### Supplied material

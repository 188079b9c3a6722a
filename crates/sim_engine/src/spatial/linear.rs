//! Linear grid: an unordered list scanned by exact coordinate

use std::collections::HashSet;
use std::sync::RwLock;

use super::index::{read, write, GridEntry, SpatialIndex};
use crate::foundation::math::Vec3;
use crate::scene::ObjectId;

/// Unordered list of `(coordinate, object)` pairs.
///
/// Lookups and writes are O(n) scans using exact coordinate equality, so
/// this is only meant for small object counts and as a reference for the
/// other variants. Metadata is ignored.
#[derive(Debug, Default)]
pub struct LinearIndex {
    cells: RwLock<Vec<(Vec3, ObjectId)>>,
}

impl LinearIndex {
    /// Create an empty index
    pub fn new() -> Self {
        Self::default()
    }
}

impl SpatialIndex for LinearIndex {
    fn get_tagged(&self, coord: Vec3, _metadata: u16) -> Option<ObjectId> {
        read(&self.cells)
            .iter()
            .find(|(position, _)| *position == coord)
            .map(|(_, id)| *id)
    }

    fn set(&self, coord: Vec3, entry: GridEntry) {
        let mut cells = write(&self.cells);
        match cells.iter_mut().find(|(position, _)| *position == coord) {
            Some(cell) => cell.1 = entry.id,
            None => cells.push((coord, entry.id)),
        }
    }

    fn clear(&self) {
        write(&self.cells).clear();
    }

    fn enumerate(&self) -> HashSet<ObjectId> {
        read(&self.cells).iter().map(|(_, id)| *id).collect()
    }

    fn len(&self) -> usize {
        read(&self.cells).len()
    }
}

#[cfg(test)]
mod tests {
    use super::*;
    use crate::foundation::math::Vec2;
    use crate::scene::object_ids;

    #[test]
    fn test_round_trip() {
        let index = LinearIndex::new();
        let ids = object_ids(3);
        let coords = [
            Vec3::new(0.0, 0.0, 0.0),
            Vec3::new(1.5, -2.0, 3.25),
            Vec3::new(-7.0, 8.0, -9.0),
        ];

        for (coord, id) in coords.iter().zip(&ids) {
            index.set(*coord, GridEntry::new(*id, 0));
        }

        for (coord, id) in coords.iter().zip(&ids) {
            assert_eq!(index.get(*coord), Some(*id));
        }
    }

    #[test]
    fn test_exact_equality_only() {
        let index = LinearIndex::new();
        let id = object_ids(1)[0];

        index.set(Vec3::new(1.5, 0.0, 0.0), GridEntry::new(id, 0));

        assert_eq!(index.get(Vec3::new(1.0, 0.0, 0.0)), None);
        assert_eq!(index.get(Vec3::new(1.5, 0.0, 0.0)), Some(id));
    }

    #[test]
    fn test_set_overwrites_same_coordinate() {
        let index = LinearIndex::new();
        let ids = object_ids(2);

        index.set_2d(Vec2::new(2.0, 3.0), GridEntry::new(ids[0], 0));
        index.set_2d(Vec2::new(2.0, 3.0), GridEntry::new(ids[1], 0));

        assert_eq!(index.len(), 1);
        assert_eq!(index.get_2d(Vec2::new(2.0, 3.0)), Some(ids[1]));
    }

    #[test]
    fn test_metadata_is_ignored() {
        let index = LinearIndex::new();
        let id = object_ids(1)[0];

        index.set(Vec3::new(4.0, 4.0, 0.0), GridEntry::new(id, 9));

        assert_eq!(index.get(Vec3::new(4.0, 4.0, 0.0)), Some(id));
        assert_eq!(index.get_tagged(Vec3::new(4.0, 4.0, 0.0), 3), Some(id));
    }

    #[test]
    fn test_empty_after_clear() {
        let index = LinearIndex::new();
        assert!(index.enumerate().is_empty());

        index.set(Vec3::zeros(), GridEntry::new(object_ids(1)[0], 0));
        index.clear();

        assert!(index.enumerate().is_empty());
        assert_eq!(index.get(Vec3::zeros()), None);
    }
}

### Requirement
Your answer must consist solely of the lines from the top of the entries above through the line containing "impl SpatialIndex for", copied exactly, both ends included.

### Result
repository 188079b9c3a6722a
filename crates/sim_engine/src/spatial/linear.rs
//! Linear grid: an unordered list scanned by exact coordinate

use std::collections::HashSet;
use std::sync::RwLock;

use super::index::{read, write, GridEntry, SpatialIndex};
use crate::foundation::math::Vec3;
use crate::scene::ObjectId;

/// Unordered list of `(coordinate, object)` pairs.
///
/// Lookups and writes are O(n) scans using exact coordinate equality, so
/// this is only meant for small object counts and as a reference for the
/// other variants. Metadata is ignored.
#[derive(Debug, Default)]
pub struct LinearIndex {
    cells: RwLock<Vec<(Vec3, ObjectId)>>,
}

impl LinearIndex {
    /// Create an empty index
    pub fn new() -> Self {
        Self::default()
    }
}

impl SpatialIndex for LinearIndex {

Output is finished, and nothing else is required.